● **About this task**
Would you please retype, exactly, the lines of the listing below between the line with "use itertools::Itertools as _;" and the line with "#[test_case(11 => 0)]", inclusive?

● **Listed records**
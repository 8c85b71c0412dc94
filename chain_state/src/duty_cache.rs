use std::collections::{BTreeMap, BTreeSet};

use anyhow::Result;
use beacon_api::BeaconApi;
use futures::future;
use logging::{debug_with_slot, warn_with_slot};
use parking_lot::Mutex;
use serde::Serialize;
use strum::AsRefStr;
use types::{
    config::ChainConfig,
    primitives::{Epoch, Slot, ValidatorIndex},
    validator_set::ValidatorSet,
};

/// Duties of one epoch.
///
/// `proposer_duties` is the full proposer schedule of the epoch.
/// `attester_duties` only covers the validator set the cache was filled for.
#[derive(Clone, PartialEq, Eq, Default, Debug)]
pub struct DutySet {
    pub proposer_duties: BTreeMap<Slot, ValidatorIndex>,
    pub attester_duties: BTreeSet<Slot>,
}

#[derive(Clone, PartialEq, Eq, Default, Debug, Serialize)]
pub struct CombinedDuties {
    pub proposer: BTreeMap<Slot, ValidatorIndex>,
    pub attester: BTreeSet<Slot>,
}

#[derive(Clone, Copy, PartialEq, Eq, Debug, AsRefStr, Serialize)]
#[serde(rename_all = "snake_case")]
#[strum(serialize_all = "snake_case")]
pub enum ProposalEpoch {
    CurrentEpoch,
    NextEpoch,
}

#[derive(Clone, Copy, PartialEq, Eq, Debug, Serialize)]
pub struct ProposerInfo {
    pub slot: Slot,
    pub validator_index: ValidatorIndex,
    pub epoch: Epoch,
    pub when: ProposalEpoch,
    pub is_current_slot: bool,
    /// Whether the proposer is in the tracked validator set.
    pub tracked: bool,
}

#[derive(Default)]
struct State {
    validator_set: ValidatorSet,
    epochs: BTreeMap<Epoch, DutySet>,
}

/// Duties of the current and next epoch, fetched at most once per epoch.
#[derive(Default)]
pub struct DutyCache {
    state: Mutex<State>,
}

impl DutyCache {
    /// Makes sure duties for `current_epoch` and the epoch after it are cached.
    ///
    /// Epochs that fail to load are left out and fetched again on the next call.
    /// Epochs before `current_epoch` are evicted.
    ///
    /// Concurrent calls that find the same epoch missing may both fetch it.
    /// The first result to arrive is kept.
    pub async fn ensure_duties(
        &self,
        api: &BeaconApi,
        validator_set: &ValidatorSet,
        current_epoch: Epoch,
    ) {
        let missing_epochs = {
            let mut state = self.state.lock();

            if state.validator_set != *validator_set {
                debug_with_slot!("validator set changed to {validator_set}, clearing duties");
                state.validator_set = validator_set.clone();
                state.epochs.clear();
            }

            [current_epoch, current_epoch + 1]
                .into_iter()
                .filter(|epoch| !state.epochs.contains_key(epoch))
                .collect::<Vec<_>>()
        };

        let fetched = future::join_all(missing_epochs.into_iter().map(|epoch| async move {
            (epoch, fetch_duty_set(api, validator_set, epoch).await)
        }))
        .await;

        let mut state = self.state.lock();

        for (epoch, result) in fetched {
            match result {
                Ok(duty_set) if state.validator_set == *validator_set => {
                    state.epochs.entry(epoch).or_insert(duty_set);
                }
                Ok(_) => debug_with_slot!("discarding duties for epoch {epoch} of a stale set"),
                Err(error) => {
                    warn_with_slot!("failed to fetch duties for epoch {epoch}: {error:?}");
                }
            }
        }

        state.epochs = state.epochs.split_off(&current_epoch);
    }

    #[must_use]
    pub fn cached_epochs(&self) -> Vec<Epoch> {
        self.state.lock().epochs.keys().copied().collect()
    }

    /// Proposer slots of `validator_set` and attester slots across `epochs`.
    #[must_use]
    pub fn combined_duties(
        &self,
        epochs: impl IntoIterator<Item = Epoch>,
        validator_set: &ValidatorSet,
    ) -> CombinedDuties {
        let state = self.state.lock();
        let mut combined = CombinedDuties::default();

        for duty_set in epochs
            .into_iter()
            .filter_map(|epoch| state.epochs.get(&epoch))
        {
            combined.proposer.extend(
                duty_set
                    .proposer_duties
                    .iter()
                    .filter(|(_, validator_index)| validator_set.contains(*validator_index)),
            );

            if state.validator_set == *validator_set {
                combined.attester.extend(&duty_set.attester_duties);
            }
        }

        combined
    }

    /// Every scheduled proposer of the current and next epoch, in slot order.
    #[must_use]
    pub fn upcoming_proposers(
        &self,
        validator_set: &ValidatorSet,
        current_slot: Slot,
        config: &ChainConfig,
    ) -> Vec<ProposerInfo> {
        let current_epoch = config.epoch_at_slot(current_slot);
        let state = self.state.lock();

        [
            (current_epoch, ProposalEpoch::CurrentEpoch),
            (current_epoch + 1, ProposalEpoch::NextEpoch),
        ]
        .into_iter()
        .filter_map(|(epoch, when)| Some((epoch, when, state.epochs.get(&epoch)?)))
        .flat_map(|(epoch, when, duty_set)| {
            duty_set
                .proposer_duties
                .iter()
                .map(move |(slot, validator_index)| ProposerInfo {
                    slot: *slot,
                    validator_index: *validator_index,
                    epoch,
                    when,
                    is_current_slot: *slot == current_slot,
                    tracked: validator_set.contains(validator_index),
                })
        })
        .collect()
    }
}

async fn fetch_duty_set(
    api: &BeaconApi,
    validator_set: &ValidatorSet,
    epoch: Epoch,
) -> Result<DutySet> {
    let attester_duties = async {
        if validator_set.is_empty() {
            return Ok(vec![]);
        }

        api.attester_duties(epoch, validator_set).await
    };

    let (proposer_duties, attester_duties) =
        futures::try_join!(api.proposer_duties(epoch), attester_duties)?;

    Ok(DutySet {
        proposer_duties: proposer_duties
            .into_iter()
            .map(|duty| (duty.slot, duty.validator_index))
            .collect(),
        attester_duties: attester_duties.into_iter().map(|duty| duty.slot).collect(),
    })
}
---
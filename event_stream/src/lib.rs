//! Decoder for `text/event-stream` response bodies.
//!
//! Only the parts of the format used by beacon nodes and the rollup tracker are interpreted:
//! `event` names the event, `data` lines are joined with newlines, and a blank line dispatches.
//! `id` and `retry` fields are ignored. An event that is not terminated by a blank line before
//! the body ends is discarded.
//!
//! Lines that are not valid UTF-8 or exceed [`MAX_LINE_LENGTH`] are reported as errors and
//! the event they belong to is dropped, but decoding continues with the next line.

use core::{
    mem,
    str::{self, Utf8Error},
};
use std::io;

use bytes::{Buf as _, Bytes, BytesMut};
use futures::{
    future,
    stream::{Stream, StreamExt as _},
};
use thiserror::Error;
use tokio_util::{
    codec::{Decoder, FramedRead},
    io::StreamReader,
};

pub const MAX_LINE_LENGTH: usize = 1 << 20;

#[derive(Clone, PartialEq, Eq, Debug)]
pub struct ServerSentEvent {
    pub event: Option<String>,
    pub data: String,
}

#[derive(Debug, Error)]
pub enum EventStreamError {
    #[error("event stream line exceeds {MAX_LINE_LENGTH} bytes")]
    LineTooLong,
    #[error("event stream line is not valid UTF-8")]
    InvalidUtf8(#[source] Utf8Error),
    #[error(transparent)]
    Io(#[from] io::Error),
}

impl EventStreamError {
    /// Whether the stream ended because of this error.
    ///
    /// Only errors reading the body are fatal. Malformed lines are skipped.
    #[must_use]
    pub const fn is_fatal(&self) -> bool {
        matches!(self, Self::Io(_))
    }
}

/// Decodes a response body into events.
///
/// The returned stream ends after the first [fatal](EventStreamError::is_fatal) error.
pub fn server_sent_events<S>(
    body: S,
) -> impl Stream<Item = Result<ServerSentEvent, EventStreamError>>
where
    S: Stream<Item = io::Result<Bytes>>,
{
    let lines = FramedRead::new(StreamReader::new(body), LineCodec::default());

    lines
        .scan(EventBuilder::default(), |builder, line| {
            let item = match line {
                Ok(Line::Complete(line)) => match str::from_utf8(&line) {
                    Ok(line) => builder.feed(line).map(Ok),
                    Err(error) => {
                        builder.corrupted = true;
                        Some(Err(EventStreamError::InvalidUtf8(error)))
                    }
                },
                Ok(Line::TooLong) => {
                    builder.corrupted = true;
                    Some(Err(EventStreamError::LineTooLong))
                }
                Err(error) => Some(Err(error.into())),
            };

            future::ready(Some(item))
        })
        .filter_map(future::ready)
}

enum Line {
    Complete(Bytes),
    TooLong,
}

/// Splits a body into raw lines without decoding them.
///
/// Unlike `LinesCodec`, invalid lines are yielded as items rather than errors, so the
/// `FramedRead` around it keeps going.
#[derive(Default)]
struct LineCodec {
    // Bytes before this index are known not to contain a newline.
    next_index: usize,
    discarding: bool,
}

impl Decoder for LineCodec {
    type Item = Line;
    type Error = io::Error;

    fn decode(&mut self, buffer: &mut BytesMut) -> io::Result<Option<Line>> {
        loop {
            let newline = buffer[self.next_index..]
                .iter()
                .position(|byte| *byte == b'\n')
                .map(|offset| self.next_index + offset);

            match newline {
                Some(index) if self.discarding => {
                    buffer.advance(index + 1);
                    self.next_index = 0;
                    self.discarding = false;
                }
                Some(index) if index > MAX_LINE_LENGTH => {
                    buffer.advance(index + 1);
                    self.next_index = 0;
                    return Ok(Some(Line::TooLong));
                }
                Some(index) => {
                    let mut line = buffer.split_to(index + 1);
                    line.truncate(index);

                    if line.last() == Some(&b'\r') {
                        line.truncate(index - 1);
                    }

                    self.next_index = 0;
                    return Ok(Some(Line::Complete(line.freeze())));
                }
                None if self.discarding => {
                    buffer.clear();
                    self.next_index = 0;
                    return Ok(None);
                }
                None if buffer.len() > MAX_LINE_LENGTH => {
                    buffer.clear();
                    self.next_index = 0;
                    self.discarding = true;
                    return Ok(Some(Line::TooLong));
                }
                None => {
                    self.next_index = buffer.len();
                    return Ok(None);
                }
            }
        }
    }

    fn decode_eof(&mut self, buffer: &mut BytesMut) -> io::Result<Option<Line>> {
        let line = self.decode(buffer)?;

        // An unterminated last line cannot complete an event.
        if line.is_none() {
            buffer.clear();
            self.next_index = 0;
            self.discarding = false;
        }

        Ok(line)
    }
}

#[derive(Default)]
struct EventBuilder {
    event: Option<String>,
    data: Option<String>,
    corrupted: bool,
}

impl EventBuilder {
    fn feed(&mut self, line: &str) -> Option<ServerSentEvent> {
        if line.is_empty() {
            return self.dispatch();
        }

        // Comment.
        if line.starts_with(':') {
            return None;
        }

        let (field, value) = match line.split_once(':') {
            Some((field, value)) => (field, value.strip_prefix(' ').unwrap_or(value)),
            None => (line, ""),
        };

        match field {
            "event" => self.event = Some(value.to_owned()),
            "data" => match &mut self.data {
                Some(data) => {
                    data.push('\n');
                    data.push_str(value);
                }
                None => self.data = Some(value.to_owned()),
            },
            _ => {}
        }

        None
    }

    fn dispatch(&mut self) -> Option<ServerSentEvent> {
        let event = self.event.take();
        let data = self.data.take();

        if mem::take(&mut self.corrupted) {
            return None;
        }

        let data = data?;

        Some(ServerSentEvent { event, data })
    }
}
* * *
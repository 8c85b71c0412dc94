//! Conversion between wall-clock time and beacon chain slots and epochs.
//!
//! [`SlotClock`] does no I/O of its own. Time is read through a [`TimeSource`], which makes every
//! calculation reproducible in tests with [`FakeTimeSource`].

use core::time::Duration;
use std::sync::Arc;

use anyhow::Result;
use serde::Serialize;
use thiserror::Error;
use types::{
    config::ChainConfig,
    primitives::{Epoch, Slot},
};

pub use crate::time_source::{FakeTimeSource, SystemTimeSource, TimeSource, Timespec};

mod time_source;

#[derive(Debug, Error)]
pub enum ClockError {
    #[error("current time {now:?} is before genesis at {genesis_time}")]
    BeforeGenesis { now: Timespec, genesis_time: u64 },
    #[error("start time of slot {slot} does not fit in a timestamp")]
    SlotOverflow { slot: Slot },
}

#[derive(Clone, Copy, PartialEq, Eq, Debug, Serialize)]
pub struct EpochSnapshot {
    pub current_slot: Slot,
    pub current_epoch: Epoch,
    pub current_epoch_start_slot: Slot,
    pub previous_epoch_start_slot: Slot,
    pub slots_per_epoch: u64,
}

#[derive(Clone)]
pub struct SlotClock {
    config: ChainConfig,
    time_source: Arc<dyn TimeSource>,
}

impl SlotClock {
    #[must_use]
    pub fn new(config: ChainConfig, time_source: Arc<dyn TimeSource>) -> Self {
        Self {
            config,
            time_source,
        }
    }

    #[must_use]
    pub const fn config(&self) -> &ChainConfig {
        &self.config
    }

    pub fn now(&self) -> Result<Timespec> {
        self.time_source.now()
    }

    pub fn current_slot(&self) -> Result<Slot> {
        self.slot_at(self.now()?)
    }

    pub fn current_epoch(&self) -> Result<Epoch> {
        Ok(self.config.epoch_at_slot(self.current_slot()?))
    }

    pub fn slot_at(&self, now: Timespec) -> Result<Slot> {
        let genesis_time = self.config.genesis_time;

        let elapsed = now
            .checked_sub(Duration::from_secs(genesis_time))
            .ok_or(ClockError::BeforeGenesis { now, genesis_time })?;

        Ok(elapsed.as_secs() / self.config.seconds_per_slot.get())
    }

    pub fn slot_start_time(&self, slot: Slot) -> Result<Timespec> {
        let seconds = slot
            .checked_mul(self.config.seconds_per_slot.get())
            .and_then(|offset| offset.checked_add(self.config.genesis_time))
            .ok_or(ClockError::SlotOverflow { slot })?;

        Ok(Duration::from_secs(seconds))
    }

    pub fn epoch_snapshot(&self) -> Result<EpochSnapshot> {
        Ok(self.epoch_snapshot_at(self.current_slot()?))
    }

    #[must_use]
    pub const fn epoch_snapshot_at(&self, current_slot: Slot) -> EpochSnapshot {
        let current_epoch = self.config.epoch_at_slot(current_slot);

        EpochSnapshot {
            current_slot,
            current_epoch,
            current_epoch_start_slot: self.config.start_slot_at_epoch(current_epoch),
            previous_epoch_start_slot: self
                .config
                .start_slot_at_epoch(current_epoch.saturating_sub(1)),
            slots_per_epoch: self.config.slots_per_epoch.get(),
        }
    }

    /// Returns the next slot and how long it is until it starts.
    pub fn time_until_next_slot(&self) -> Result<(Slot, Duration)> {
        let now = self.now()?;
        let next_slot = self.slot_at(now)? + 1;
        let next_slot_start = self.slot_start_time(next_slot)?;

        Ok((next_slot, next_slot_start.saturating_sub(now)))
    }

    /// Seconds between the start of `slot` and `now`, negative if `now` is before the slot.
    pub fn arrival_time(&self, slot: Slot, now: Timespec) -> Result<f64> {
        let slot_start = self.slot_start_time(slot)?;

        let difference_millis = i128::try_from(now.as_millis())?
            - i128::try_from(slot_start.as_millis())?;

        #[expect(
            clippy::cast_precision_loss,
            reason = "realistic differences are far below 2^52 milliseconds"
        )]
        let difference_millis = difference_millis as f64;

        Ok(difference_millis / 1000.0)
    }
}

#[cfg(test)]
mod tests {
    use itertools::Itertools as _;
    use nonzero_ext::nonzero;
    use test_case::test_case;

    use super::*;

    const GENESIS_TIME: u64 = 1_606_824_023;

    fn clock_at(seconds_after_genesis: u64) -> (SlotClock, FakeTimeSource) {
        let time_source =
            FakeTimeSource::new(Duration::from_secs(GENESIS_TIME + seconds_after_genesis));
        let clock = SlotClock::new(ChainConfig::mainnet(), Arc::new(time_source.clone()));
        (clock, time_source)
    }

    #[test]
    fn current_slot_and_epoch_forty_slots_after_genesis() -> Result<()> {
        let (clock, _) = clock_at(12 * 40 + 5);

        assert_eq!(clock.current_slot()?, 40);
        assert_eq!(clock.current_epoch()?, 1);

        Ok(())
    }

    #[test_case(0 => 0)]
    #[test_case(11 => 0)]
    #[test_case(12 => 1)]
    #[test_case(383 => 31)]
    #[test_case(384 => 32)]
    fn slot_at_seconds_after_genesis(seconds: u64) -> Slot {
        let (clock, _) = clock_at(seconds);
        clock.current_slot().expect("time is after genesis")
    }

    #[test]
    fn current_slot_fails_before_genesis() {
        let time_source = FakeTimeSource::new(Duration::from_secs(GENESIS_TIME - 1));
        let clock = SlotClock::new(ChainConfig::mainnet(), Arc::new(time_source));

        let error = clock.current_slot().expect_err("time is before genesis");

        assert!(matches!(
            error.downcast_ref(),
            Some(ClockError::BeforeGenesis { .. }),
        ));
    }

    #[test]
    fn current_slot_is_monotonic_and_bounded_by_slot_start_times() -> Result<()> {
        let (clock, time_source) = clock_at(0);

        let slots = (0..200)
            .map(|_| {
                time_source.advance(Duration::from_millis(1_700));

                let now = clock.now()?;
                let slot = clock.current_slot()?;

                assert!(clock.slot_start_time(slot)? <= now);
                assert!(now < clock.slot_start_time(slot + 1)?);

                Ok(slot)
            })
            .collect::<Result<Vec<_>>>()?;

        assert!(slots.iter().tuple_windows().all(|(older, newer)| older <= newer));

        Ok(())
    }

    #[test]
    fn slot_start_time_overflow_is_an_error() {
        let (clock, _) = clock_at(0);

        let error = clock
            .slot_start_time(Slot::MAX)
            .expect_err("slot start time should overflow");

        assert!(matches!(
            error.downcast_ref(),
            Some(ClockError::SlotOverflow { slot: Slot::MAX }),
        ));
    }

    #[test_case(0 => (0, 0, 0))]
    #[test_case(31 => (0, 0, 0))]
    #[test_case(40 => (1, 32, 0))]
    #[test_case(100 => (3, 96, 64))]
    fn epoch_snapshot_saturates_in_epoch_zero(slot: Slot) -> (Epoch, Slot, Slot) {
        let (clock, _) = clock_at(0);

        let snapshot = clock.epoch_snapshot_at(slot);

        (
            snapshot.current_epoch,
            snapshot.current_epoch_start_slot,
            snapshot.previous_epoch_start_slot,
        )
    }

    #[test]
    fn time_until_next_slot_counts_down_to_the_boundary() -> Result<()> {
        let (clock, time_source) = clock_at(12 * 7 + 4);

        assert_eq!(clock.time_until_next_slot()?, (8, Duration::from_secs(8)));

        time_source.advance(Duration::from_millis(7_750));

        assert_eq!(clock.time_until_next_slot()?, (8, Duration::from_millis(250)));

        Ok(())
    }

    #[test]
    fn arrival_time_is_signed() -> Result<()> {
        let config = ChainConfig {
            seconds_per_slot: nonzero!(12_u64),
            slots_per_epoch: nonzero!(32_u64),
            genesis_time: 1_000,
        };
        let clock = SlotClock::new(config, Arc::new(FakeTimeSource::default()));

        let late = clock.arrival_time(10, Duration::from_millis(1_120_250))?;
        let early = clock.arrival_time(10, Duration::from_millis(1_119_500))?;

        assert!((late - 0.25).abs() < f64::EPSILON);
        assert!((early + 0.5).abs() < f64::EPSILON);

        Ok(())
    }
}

● **Answer to this exercise**
    use itertools::Itertools as _;
    use nonzero_ext::nonzero;
    use test_case::test_case;

    use super::*;

    const GENESIS_TIME: u64 = 1_606_824_023;

    fn clock_at(seconds_after_genesis: u64) -> (SlotClock, FakeTimeSource) {
        let time_source =
            FakeTimeSource::new(Duration::from_secs(GENESIS_TIME + seconds_after_genesis));
        let clock = SlotClock::new(ChainConfig::mainnet(), Arc::new(time_source.clone()));
        (clock, time_source)
    }

    #[test]
    fn current_slot_and_epoch_forty_slots_after_genesis() -> Result<()> {
        let (clock, _) = clock_at(12 * 40 + 5);

        assert_eq!(clock.current_slot()?, 40);
        assert_eq!(clock.current_epoch()?, 1);

        Ok(())
    }

    #[test_case(0 => 0)]
    #[test_case(11 => 0)]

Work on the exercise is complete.